- _Stored items_

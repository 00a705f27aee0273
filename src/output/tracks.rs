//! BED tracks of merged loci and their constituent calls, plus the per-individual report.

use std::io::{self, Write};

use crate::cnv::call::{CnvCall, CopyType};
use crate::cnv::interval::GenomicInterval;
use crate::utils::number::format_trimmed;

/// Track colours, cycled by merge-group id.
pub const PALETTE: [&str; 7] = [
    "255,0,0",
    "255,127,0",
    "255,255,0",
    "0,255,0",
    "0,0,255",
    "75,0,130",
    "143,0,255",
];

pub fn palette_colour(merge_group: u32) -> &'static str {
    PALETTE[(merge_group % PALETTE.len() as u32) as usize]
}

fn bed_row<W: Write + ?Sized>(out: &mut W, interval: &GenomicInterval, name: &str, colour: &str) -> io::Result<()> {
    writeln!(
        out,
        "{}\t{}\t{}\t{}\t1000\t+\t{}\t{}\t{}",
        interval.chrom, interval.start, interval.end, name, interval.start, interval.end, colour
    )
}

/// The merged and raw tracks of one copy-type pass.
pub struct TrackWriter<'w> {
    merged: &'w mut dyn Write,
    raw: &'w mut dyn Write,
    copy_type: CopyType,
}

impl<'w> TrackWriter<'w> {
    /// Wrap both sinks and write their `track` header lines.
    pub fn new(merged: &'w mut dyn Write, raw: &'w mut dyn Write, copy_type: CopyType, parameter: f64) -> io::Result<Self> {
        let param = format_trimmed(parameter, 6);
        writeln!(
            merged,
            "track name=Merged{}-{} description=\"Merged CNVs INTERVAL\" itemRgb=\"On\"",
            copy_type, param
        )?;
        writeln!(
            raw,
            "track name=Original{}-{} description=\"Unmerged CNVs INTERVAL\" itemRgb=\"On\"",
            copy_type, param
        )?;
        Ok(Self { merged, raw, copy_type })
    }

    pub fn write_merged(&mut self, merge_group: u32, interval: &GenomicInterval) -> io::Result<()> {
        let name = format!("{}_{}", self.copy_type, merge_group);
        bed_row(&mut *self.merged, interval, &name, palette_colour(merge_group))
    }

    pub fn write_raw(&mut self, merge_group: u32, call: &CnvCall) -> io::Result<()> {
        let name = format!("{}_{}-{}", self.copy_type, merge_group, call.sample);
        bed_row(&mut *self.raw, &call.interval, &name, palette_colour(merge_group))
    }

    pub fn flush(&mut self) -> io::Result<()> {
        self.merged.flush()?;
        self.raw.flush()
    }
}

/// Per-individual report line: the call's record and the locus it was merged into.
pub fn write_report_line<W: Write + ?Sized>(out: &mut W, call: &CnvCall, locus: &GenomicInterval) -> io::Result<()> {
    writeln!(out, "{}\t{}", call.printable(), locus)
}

- _What is expected_
If a line holds the string "locus", it counts; please state how many such lines there are in the data, with nothing more.

- _Result_
3